PROBLEM: Begin at the top of the following data. Copy each line exactly until you have copied the line containing "pub struct ConstraintRegistry".

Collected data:
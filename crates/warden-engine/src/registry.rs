//! # Constraint Registry
//!
//! Compiles declarative schemas into their validated, pattern-compiled
//! form and indexes them by type and method name.
//!
//! ## Lifecycle
//!
//! The registry is built once during process startup and never mutated
//! afterward. Share it behind an `Arc`; concurrent validation calls read
//! it without locking.
//!
//! ## Build-Time Rejection
//!
//! `build()` fails on duplicate type or method names, duplicate
//! (owner, segment, rule-id) pairs, invalid `pattern` sources, and
//! `object` shapes referencing unregistered types. A registry that
//! builds cannot fail structurally at validation time.

use std::collections::HashMap;
use std::path::Path;

use crate::constraint::{CompiledConstraint, Constraint};
use crate::error::EngineError;
use crate::schema::{MethodSchema, Shape, TypeSchema, ValueSchema};

/// Compiled value position: constraints with pre-built regexes plus the
/// compiled nested structure.
#[derive(Debug)]
pub(crate) struct CompiledValue {
    pub(crate) constraints: Vec<CompiledConstraint>,
    pub(crate) shape: CompiledShape,
}

/// Compiled structure beneath a value position.
#[derive(Debug)]
pub(crate) enum CompiledShape {
    Scalar,
    List {
        element: Box<CompiledValue>,
    },
    Map {
        key_constraints: Vec<CompiledConstraint>,
        value: Box<CompiledValue>,
    },
    /// Reference into the registry's type table, resolved at walk time.
    /// Build-time checking guarantees the target exists.
    Object {
        type_name: String,
    },
}

/// Compiled field of a type.
#[derive(Debug)]
pub(crate) struct CompiledField {
    pub(crate) name: String,
    pub(crate) value: CompiledValue,
}

/// Compiled property list of a type.
#[derive(Debug)]
pub(crate) struct CompiledType {
    pub(crate) fields: Vec<CompiledField>,
}

/// Compiled method contract.
#[derive(Debug)]
pub(crate) struct CompiledMethod {
    pub(crate) parameters: Vec<(String, CompiledValue)>,
    pub(crate) return_value: Option<CompiledValue>,
}

/// Immutable, concurrently readable constraint metadata store.
#[derive(Debug, Default)]
pub struct ConstraintRegistry {
    pub(crate) types: HashMap<String, CompiledType>,
    pub(crate) methods: HashMap<String, CompiledMethod>,
}

impl ConstraintRegistry {
    /// Start an empty builder.
    pub fn builder() -> RegistryBuilder {
        RegistryBuilder::default()
    }

    /// Build a registry from every `*.schema.json` type descriptor in a
    /// directory.
    ///
    /// # Errors
    ///
    /// Returns `EngineError::SchemaLoad` if any descriptor cannot be
    /// read or parsed, plus any `build()` rejection.
    pub fn from_dir(dir: impl AsRef<Path>) -> Result<Self, EngineError> {
        let dir = dir.as_ref();
        let mut builder = RegistryBuilder::default();

        let entries = std::fs::read_dir(dir).map_err(|e| EngineError::SchemaLoad {
            name: dir.display().to_string(),
            reason: format!("cannot read schema directory: {e}"),
        })?;

        for entry in entries {
            let entry = entry?;
            let path = entry.path();
            let Some(name) = path.file_name().and_then(|n| n.to_str()) else {
                continue;
            };
            if !name.ends_with(".schema.json") {
                continue;
            }
            let content = std::fs::read_to_string(&path)?;
            let schema: TypeSchema =
                serde_json::from_str(&content).map_err(|e| EngineError::SchemaLoad {
                    name: name.to_string(),
                    reason: format!("invalid JSON: {e}"),
                })?;
            builder = builder.register_type(schema);
        }

        builder.build()
    }

    /// Number of registered types.
    pub fn type_count(&self) -> usize {
        self.types.len()
    }

    /// Names of all registered types, sorted alphabetically.
    pub fn type_names(&self) -> Vec<&str> {
        let mut names: Vec<&str> = self.types.keys().map(String::as_str).collect();
        names.sort_unstable();
        names
    }

    /// True if `name` is a registered type.
    pub fn contains_type(&self, name: &str) -> bool {
        self.types.contains_key(name)
    }

    /// True if `name` is a registered method.
    pub fn contains_method(&self, name: &str) -> bool {
        self.methods.contains_key(name)
    }

    /// The declared rules of a type as (segment, rule) pairs in
    /// declaration order. Nested positions render with generic markers
    /// (`field[].<list element>`, `field<K>.<map key>`).
    pub fn rules_for(&self, type_name: &str) -> Option<Vec<(String, &Constraint)>> {
        let ty = self.types.get(type_name)?;
        let mut out = Vec::new();
        for field in &ty.fields {
            collect_rules(&field.name, &field.value, &mut out);
        }
        Some(out)
    }
}

fn collect_rules<'r>(
    segment: &str,
    value: &'r CompiledValue,
    out: &mut Vec<(String, &'r Constraint)>,
) {
    for c in &value.constraints {
        out.push((segment.to_string(), c.decl()));
    }
    match &value.shape {
        CompiledShape::Scalar | CompiledShape::Object { .. } => {}
        CompiledShape::List { element } => {
            collect_rules(&format!("{segment}[].<list element>"), element, out);
        }
        CompiledShape::Map {
            key_constraints,
            value,
        } => {
            for c in key_constraints {
                out.push((format!("{segment}<K>.<map key>"), c.decl()));
            }
            collect_rules(&format!("{segment}[].<map value>"), value, out);
        }
    }
}

/// Accumulates declarative schemas and compiles them into a
/// [`ConstraintRegistry`].
#[derive(Debug, Default)]
pub struct RegistryBuilder {
    types: Vec<TypeSchema>,
    methods: Vec<MethodSchema>,
}

impl RegistryBuilder {
    /// Start an empty builder.
    pub fn new() -> Self {
        Self::default()
    }

    /// Register a whole type schema.
    pub fn register_type(mut self, schema: TypeSchema) -> Self {
        self.types.push(schema);
        self
    }

    /// Register a method contract.
    pub fn register_method(mut self, schema: MethodSchema) -> Self {
        self.methods.push(schema);
        self
    }

    /// Fine-grained registration: attach one rule to a (type, segment)
    /// pair, creating the type and field entries as needed.
    pub fn rule(mut self, type_name: &str, segment: &str, constraint: Constraint) -> Self {
        let idx = match self.types.iter().position(|t| t.name == type_name) {
            Some(idx) => idx,
            None => {
                self.types.push(TypeSchema::new(type_name));
                self.types.len() - 1
            }
        };
        let ty = &mut self.types[idx];
        match ty.fields.iter_mut().find(|f| f.name == segment) {
            Some(field) => field.value.constraints.push(constraint),
            None => ty.fields.push(crate::schema::FieldSchema {
                name: segment.to_string(),
                value: ValueSchema::scalar([constraint]),
            }),
        }
        self
    }

    /// Compile all registered schemas.
    ///
    /// # Errors
    ///
    /// See the module docs: every structural defect in the declared
    /// schemas is rejected here, not at validation time.
    pub fn build(self) -> Result<ConstraintRegistry, EngineError> {
        let mut registry = ConstraintRegistry::default();

        for schema in self.types {
            if registry.types.contains_key(&schema.name) {
                return Err(EngineError::DuplicateType {
                    type_name: schema.name,
                });
            }
            let mut fields = Vec::with_capacity(schema.fields.len());
            for field in schema.fields {
                let value = compile_value(&schema.name, &field.name, field.value)?;
                fields.push(CompiledField {
                    name: field.name,
                    value,
                });
            }
            registry.types.insert(schema.name, CompiledType { fields });
        }

        for schema in self.methods {
            if registry.methods.contains_key(&schema.name) {
                return Err(EngineError::DuplicateMethod {
                    method: schema.name,
                });
            }
            let mut parameters = Vec::with_capacity(schema.parameters.len());
            for param in schema.parameters {
                let value = compile_value(&schema.name, &param.name, param.value)?;
                parameters.push((param.name, value));
            }
            let return_value = match schema.return_value {
                Some(value) => Some(compile_value(&schema.name, "<return value>", value)?),
                None => None,
            };
            registry.methods.insert(
                schema.name,
                CompiledMethod {
                    parameters,
                    return_value,
                },
            );
        }

        check_references(&registry)?;
        Ok(registry)
    }
}

/// Compile one value position: build regexes and reject duplicate rule
/// ids at the same segment.
fn compile_value(
    owner: &str,
    segment: &str,
    schema: ValueSchema,
) -> Result<CompiledValue, EngineError> {
    let constraints = compile_rules(owner, segment, schema.constraints)?;
    let shape = match schema.shape {
        Shape::Scalar => CompiledShape::Scalar,
        Shape::List { element } => CompiledShape::List {
            element: Box::new(compile_value(
                owner,
                &format!("{segment}[].<list element>"),
                *element,
            )?),
        },
        Shape::Map {
            key_constraints,
            value,
        } => CompiledShape::Map {
            key_constraints: compile_rules(
                owner,
                &format!("{segment}<K>.<map key>"),
                key_constraints,
            )?,
            value: Box::new(compile_value(
                owner,
                &format!("{segment}[].<map value>"),
                *value,
            )?),
        },
        Shape::Object { type_name } => CompiledShape::Object { type_name },
    };
    Ok(CompiledValue { constraints, shape })
}

fn compile_rules(
    owner: &str,
    segment: &str,
    rules: Vec<Constraint>,
) -> Result<Vec<CompiledConstraint>, EngineError> {
    let mut seen: Vec<&'static str> = Vec::new();
    let mut compiled = Vec::with_capacity(rules.len());
    for rule in rules {
        if seen.contains(&rule.id()) {
            return Err(EngineError::DuplicateRule {
                owner: owner.to_string(),
                segment: segment.to_string(),
                rule: rule.id().to_string(),
            });
        }
        seen.push(rule.id());
        compiled.push(CompiledConstraint::compile(rule)?);
    }
    Ok(compiled)
}

/// Verify every `object` shape points at a registered type.
fn check_references(registry: &ConstraintRegistry) -> Result<(), EngineError> {
    for (name, ty) in &registry.types {
        for field in &ty.fields {
            check_value_refs(registry, name, &field.name, &field.value)?;
        }
    }
    for (name, method) in &registry.methods {
        for (param, value) in &method.parameters {
            check_value_refs(registry, name, param, value)?;
        }
        if let Some(value) = &method.return_value {
            check_value_refs(registry, name, "<return value>", value)?;
        }
    }
    Ok(())
}

fn check_value_refs(
    registry: &ConstraintRegistry,
    owner: &str,
    segment: &str,
    value: &CompiledValue,
) -> Result<(), EngineError> {
    match &value.shape {
        CompiledShape::Scalar => Ok(()),
        CompiledShape::List { element } => check_value_refs(registry, owner, segment, element),
        CompiledShape::Map { value, .. } => check_value_refs(registry, owner, segment, value),
        CompiledShape::Object { type_name } => {
            if registry.types.contains_key(type_name) {
                Ok(())
            } else {
                Err(EngineError::DanglingReference {
                    type_name: type_name.clone(),
                    owner: owner.to_string(),
                    segment: segment.to_string(),
                })
            }
        }
    }
}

RESULT FOR THIS TASK:
filename crates/warden-engine/src/registry.rs
//! # Constraint Registry
//!
//! Compiles declarative schemas into their validated, pattern-compiled
//! form and indexes them by type and method name.
//!
//! ## Lifecycle
//!
//! The registry is built once during process startup and never mutated
//! afterward. Share it behind an `Arc`; concurrent validation calls read
//! it without locking.
//!
//! ## Build-Time Rejection
//!
//! `build()` fails on duplicate type or method names, duplicate
//! (owner, segment, rule-id) pairs, invalid `pattern` sources, and
//! `object` shapes referencing unregistered types. A registry that
//! builds cannot fail structurally at validation time.

use std::collections::HashMap;
use std::path::Path;

use crate::constraint::{CompiledConstraint, Constraint};
use crate::error::EngineError;
use crate::schema::{MethodSchema, Shape, TypeSchema, ValueSchema};

/// Compiled value position: constraints with pre-built regexes plus the
/// compiled nested structure.
#[derive(Debug)]
pub(crate) struct CompiledValue {
    pub(crate) constraints: Vec<CompiledConstraint>,
    pub(crate) shape: CompiledShape,
}

/// Compiled structure beneath a value position.
#[derive(Debug)]
pub(crate) enum CompiledShape {
    Scalar,
    List {
        element: Box<CompiledValue>,
    },
    Map {
        key_constraints: Vec<CompiledConstraint>,
        value: Box<CompiledValue>,
    },
    /// Reference into the registry's type table, resolved at walk time.
    /// Build-time checking guarantees the target exists.
    Object {
        type_name: String,
    },
}

/// Compiled field of a type.
#[derive(Debug)]
pub(crate) struct CompiledField {
    pub(crate) name: String,
    pub(crate) value: CompiledValue,
}

/// Compiled property list of a type.
#[derive(Debug)]
pub(crate) struct CompiledType {
    pub(crate) fields: Vec<CompiledField>,
}

/// Compiled method contract.
#[derive(Debug)]
pub(crate) struct CompiledMethod {
    pub(crate) parameters: Vec<(String, CompiledValue)>,
    pub(crate) return_value: Option<CompiledValue>,
}

/// Immutable, concurrently readable constraint metadata store.
#[derive(Debug, Default)]
pub struct ConstraintRegistry {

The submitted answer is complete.